THE TASK:
Please copy each line in the records below that contains the string "StatusCode".

DATA FOR THIS TASK:
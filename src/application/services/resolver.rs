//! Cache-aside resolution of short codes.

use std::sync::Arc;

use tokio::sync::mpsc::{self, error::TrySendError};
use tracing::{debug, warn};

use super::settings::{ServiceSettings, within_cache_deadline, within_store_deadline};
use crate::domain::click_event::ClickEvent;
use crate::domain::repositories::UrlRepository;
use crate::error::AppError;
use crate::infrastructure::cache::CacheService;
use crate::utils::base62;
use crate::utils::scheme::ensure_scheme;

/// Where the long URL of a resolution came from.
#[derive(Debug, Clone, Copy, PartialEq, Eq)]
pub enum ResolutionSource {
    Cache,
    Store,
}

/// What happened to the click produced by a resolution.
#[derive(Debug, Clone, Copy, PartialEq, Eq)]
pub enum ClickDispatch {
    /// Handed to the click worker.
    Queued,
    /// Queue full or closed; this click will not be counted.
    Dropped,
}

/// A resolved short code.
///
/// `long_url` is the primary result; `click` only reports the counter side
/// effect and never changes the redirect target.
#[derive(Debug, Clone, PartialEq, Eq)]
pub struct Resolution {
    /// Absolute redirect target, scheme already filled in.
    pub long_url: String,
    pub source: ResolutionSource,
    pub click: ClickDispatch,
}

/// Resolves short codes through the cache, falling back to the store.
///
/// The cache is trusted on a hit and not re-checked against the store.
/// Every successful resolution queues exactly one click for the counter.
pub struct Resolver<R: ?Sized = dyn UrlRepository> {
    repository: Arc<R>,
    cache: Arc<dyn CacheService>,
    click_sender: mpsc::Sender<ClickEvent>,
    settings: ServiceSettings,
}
==
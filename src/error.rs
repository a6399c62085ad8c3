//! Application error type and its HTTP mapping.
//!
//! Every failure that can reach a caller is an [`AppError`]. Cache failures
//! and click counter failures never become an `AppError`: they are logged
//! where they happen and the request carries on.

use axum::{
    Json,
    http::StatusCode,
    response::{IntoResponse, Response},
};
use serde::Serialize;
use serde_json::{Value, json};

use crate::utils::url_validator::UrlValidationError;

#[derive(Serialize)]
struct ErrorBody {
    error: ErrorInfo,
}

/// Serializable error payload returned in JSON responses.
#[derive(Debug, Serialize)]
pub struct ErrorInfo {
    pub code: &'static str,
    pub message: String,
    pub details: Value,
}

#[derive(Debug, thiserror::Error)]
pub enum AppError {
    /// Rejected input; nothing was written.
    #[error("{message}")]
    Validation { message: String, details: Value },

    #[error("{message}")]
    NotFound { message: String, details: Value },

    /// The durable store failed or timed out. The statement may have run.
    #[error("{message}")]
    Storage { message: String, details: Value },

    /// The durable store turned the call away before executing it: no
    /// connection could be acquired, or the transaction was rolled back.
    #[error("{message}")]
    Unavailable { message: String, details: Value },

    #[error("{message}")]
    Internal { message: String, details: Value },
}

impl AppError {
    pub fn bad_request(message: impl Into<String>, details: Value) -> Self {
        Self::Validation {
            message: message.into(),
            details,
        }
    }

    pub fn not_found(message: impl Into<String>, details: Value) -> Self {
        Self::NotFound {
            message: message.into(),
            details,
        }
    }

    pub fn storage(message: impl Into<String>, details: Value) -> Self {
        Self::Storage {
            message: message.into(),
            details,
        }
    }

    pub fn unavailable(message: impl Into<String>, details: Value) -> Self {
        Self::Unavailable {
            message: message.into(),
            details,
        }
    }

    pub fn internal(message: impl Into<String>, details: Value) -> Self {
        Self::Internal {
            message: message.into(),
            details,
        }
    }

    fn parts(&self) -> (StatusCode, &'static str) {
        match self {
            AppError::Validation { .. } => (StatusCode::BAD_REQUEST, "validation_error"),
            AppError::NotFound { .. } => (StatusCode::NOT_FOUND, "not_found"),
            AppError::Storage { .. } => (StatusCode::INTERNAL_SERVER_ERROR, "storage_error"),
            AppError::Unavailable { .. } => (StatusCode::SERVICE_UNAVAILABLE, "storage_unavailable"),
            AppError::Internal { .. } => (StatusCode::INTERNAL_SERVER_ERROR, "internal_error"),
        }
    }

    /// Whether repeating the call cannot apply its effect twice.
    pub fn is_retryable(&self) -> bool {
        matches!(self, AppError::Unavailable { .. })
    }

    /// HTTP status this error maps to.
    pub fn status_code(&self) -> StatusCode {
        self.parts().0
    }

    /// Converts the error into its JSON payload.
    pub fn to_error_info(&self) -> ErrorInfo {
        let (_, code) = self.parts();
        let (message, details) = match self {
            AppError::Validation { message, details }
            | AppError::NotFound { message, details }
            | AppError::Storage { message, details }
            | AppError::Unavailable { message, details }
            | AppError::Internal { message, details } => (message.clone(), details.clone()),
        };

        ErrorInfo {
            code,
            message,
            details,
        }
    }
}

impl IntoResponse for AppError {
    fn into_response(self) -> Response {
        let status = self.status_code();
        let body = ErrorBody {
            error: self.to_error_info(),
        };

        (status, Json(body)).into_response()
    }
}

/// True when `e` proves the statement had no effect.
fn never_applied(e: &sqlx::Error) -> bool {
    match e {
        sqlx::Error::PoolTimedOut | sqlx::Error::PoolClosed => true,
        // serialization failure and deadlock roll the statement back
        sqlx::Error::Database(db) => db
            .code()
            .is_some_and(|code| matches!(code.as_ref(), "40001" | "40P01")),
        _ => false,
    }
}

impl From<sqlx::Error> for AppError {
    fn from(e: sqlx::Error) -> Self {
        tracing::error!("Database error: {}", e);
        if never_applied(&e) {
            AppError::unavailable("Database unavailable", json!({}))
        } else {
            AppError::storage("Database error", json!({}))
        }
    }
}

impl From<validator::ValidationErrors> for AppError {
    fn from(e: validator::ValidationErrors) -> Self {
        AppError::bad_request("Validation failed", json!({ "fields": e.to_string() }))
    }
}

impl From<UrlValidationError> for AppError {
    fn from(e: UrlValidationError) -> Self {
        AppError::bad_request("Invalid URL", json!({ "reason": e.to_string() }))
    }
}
--
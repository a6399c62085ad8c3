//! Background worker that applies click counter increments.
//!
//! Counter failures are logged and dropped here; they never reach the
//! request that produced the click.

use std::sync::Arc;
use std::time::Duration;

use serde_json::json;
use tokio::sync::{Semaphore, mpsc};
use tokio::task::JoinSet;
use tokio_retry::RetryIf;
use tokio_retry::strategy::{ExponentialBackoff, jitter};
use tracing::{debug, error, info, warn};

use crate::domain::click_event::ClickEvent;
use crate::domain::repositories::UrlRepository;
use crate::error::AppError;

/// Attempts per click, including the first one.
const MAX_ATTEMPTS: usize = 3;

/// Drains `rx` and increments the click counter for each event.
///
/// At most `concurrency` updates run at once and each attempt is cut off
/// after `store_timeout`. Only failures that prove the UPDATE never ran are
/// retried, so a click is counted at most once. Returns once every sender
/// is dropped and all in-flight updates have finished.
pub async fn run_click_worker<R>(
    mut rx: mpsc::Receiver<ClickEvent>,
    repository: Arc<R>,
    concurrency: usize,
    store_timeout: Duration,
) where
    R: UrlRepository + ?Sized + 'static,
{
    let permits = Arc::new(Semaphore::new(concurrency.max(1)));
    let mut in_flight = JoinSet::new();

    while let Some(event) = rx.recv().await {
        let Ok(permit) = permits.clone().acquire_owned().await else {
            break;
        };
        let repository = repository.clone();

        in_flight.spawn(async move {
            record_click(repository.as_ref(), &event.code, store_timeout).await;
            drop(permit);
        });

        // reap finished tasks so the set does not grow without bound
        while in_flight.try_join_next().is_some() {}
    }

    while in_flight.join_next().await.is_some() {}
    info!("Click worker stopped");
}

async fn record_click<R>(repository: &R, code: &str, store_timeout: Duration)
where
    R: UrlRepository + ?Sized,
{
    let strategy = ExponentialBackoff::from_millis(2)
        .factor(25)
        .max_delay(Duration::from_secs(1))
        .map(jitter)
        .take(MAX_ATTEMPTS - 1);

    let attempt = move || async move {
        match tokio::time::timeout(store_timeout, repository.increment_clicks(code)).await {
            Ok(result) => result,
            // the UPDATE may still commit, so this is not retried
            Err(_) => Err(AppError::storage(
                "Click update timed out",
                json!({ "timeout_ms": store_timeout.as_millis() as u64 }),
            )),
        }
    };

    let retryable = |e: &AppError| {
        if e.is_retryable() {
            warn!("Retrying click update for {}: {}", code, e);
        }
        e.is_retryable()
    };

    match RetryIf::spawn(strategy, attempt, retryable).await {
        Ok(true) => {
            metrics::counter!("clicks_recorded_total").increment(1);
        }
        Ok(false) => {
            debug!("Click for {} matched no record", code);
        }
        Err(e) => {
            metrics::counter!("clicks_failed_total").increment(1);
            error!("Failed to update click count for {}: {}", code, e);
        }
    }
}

SOLUTION:
    http::StatusCode,
    fn parts(&self) -> (StatusCode, &'static str) {
            AppError::Validation { .. } => (StatusCode::BAD_REQUEST, "validation_error"),
            AppError::NotFound { .. } => (StatusCode::NOT_FOUND, "not_found"),
            AppError::Storage { .. } => (StatusCode::INTERNAL_SERVER_ERROR, "storage_error"),
            AppError::Unavailable { .. } => (StatusCode::SERVICE_UNAVAILABLE, "storage_unavailable"),
            AppError::Internal { .. } => (StatusCode::INTERNAL_SERVER_ERROR, "internal_error"),
    pub fn status_code(&self) -> StatusCode {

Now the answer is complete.